*Task description*.
Search the records for "opts". Copy every line where it appears.

─── Supplied entries

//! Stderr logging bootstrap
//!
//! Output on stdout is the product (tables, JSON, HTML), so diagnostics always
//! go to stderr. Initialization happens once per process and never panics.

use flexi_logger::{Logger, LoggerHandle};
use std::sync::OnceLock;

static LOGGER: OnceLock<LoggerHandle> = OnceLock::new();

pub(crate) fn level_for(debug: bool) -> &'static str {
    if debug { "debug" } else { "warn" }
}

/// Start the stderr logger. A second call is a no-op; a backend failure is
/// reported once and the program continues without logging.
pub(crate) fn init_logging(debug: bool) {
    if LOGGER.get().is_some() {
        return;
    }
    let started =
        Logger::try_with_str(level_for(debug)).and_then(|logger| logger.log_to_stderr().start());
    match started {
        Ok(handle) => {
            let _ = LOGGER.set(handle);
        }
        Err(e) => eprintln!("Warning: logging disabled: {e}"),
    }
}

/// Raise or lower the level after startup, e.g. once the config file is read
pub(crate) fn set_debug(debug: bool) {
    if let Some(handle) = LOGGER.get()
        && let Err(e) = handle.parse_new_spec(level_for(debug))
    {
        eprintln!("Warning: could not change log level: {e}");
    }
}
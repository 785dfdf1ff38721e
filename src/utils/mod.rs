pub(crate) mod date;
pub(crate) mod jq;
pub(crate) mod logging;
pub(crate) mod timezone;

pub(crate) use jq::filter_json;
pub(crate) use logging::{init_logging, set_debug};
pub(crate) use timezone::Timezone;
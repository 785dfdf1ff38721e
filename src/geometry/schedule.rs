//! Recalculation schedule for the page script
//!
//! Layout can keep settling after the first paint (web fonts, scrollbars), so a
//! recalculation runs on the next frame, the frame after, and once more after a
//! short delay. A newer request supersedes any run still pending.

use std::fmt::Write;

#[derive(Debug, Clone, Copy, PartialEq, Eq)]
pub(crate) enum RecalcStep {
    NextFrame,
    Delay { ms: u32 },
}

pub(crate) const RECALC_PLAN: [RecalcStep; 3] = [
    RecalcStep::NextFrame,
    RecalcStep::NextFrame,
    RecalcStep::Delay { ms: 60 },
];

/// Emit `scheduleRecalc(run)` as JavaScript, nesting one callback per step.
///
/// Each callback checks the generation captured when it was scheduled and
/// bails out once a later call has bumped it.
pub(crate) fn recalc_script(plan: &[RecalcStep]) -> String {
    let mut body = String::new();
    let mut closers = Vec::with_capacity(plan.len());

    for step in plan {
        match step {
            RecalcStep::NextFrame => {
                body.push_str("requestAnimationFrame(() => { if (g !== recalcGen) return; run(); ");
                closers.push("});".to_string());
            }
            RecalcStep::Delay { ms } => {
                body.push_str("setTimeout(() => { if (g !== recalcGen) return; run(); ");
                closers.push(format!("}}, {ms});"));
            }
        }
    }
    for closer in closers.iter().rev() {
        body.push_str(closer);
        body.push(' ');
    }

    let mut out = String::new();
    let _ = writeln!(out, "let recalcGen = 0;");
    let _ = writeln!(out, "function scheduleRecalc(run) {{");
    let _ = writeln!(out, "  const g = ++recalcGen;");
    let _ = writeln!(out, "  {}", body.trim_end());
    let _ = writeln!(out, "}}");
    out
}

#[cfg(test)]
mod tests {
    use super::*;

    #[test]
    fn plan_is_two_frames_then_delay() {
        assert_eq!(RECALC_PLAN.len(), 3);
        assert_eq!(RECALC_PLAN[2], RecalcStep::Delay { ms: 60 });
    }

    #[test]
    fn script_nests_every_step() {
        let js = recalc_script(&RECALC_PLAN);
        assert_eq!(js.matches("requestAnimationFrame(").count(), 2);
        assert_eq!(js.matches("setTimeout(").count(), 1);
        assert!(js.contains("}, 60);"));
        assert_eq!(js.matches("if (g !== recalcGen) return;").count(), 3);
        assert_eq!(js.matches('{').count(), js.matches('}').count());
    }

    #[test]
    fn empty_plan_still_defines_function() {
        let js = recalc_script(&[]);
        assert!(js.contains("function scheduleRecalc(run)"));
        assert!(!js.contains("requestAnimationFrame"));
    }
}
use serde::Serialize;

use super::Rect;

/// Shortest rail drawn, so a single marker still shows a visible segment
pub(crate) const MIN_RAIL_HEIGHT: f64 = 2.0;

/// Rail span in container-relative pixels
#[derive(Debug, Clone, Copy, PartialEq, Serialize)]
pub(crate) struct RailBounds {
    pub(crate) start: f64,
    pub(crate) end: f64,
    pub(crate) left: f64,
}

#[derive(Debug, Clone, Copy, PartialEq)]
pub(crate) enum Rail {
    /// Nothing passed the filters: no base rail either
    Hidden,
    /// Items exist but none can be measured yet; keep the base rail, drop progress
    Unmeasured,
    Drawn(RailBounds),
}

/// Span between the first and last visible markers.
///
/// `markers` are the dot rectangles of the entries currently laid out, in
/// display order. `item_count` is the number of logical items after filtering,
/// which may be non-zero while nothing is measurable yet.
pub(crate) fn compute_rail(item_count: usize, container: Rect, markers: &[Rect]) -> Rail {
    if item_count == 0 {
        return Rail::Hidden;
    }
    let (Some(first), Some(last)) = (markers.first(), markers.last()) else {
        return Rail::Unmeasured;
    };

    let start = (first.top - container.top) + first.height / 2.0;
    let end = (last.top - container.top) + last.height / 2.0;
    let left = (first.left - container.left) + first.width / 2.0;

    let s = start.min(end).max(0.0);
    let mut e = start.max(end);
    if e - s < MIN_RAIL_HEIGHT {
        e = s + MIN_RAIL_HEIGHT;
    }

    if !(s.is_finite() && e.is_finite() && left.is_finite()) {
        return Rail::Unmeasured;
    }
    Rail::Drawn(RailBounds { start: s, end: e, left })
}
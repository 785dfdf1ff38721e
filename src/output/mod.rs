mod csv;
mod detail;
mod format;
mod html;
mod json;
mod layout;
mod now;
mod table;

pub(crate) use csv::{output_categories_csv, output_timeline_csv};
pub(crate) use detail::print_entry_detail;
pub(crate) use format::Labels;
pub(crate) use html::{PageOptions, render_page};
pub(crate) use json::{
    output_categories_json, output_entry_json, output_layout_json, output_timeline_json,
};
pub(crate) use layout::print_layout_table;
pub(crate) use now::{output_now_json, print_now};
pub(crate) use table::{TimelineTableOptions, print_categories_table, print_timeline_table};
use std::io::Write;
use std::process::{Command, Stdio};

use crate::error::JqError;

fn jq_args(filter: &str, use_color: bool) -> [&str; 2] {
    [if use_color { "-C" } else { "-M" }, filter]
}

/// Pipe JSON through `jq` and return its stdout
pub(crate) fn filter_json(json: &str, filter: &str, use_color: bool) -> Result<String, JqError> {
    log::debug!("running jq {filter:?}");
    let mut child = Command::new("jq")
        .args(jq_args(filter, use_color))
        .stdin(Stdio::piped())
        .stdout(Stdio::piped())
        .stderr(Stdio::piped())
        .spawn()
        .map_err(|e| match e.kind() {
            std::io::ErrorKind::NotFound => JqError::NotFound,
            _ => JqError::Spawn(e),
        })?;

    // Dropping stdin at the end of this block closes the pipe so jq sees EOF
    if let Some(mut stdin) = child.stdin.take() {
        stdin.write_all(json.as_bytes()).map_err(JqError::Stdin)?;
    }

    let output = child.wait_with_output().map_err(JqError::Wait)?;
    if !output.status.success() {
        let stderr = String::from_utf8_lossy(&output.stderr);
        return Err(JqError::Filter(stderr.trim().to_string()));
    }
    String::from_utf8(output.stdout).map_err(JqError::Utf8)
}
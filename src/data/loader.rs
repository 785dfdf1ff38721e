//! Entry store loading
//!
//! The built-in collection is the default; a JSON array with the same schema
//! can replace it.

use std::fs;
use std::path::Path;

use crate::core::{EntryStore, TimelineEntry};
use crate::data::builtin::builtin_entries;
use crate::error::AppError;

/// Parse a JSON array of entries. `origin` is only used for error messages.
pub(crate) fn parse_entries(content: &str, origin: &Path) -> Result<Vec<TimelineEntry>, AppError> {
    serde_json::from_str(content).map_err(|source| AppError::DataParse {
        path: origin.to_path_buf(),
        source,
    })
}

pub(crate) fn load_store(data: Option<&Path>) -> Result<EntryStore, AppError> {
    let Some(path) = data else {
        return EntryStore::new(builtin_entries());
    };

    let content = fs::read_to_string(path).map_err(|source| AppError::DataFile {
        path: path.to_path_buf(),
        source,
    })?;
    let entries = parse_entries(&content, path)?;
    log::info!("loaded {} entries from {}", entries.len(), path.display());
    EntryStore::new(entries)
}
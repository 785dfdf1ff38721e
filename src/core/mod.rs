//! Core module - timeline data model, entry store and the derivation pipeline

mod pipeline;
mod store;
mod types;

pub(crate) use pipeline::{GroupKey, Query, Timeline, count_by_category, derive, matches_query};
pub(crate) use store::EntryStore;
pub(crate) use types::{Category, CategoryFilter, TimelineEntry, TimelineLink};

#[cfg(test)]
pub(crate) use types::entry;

──────
─── Supplied entries

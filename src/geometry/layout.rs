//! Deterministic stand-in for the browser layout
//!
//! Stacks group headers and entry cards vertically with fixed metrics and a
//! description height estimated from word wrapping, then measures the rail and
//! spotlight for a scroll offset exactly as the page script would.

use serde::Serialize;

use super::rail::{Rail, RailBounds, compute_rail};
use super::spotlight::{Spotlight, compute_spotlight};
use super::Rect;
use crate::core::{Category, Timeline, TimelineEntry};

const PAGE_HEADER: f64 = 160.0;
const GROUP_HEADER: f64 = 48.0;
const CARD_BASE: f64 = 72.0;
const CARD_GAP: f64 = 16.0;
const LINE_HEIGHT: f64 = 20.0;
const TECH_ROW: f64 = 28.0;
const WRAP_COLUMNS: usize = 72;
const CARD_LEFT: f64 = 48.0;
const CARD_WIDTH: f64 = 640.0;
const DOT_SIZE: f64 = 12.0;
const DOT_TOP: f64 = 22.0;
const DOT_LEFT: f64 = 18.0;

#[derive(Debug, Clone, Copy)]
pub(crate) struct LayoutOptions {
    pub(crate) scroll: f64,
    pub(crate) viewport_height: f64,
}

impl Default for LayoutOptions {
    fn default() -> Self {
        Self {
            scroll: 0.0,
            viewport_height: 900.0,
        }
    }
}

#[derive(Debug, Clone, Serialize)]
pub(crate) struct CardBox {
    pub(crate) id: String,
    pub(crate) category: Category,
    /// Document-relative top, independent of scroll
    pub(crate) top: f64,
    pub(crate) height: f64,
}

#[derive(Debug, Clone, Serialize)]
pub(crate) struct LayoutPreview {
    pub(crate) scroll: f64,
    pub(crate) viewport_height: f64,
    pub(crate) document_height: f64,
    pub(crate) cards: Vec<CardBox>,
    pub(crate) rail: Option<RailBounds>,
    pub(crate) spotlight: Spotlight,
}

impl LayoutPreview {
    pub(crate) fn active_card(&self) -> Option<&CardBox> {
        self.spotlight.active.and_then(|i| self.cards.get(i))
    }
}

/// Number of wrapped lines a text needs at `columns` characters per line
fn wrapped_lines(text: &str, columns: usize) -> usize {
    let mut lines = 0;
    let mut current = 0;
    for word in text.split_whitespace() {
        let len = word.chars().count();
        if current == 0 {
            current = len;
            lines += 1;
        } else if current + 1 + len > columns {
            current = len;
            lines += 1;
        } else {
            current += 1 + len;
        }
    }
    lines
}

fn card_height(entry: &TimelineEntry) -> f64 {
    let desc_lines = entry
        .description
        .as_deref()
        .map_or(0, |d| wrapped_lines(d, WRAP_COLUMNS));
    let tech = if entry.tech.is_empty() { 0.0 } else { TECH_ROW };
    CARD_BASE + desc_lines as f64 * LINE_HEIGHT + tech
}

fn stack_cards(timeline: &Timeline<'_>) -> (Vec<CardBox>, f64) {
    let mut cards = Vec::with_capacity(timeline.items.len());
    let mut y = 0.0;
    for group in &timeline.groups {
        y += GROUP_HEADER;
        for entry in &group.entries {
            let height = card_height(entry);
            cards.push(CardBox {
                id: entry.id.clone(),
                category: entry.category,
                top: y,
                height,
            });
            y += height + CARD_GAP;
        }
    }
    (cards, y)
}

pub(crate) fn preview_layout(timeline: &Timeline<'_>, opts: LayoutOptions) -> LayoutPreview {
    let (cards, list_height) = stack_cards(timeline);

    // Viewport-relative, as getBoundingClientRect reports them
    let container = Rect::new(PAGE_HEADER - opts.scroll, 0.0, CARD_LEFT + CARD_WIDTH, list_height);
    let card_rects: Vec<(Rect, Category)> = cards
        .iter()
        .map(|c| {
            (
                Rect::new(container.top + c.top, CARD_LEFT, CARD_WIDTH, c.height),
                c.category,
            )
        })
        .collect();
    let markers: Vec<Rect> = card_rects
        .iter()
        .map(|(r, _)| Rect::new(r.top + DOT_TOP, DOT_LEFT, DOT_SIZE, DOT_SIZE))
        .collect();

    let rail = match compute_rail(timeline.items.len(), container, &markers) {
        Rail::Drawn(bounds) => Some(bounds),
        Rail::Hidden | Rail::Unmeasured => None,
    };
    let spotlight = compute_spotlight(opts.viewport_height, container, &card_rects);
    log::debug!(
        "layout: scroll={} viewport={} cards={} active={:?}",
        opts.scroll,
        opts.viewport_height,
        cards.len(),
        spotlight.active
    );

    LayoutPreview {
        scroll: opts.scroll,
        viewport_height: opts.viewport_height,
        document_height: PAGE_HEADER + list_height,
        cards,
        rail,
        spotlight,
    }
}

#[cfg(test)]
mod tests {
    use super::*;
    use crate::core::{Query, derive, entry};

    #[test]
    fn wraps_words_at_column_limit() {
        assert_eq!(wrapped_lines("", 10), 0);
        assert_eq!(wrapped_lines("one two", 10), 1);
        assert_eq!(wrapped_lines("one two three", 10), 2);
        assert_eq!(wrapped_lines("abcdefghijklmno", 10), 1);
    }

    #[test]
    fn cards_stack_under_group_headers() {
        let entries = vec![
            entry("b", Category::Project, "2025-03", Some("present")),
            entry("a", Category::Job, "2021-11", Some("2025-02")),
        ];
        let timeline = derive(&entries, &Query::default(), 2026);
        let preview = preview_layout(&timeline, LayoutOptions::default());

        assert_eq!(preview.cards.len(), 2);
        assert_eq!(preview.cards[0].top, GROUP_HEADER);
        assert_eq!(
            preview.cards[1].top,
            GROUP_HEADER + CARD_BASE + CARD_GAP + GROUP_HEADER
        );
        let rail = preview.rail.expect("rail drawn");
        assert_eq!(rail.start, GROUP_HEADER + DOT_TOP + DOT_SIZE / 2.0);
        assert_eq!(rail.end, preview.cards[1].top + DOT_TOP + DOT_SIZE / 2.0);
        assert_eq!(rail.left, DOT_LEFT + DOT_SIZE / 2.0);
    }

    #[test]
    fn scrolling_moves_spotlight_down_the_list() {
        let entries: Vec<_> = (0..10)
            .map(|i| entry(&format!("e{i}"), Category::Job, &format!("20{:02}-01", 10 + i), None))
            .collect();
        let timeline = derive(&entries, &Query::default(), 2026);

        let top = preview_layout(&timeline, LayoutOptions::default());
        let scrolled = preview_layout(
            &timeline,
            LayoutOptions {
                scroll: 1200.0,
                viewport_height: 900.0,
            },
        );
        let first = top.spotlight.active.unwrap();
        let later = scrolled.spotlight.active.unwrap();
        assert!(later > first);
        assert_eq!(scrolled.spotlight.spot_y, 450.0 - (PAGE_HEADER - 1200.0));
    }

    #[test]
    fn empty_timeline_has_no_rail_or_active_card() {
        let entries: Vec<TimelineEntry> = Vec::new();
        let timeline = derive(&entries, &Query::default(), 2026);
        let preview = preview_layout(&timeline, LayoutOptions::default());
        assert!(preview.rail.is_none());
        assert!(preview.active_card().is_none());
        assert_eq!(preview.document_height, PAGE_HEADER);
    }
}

──────

*Task solution*.
pub(crate) fn preview_layout(timeline: &Timeline<'_>, opts: LayoutOptions) -> LayoutPreview {
    let container = Rect::new(PAGE_HEADER - opts.scroll, 0.0, CARD_LEFT + CARD_WIDTH, list_height);
    let spotlight = compute_spotlight(opts.viewport_height, container, &card_rects);
        opts.scroll,
        opts.viewport_height,
        scroll: opts.scroll,
        viewport_height: opts.viewport_height,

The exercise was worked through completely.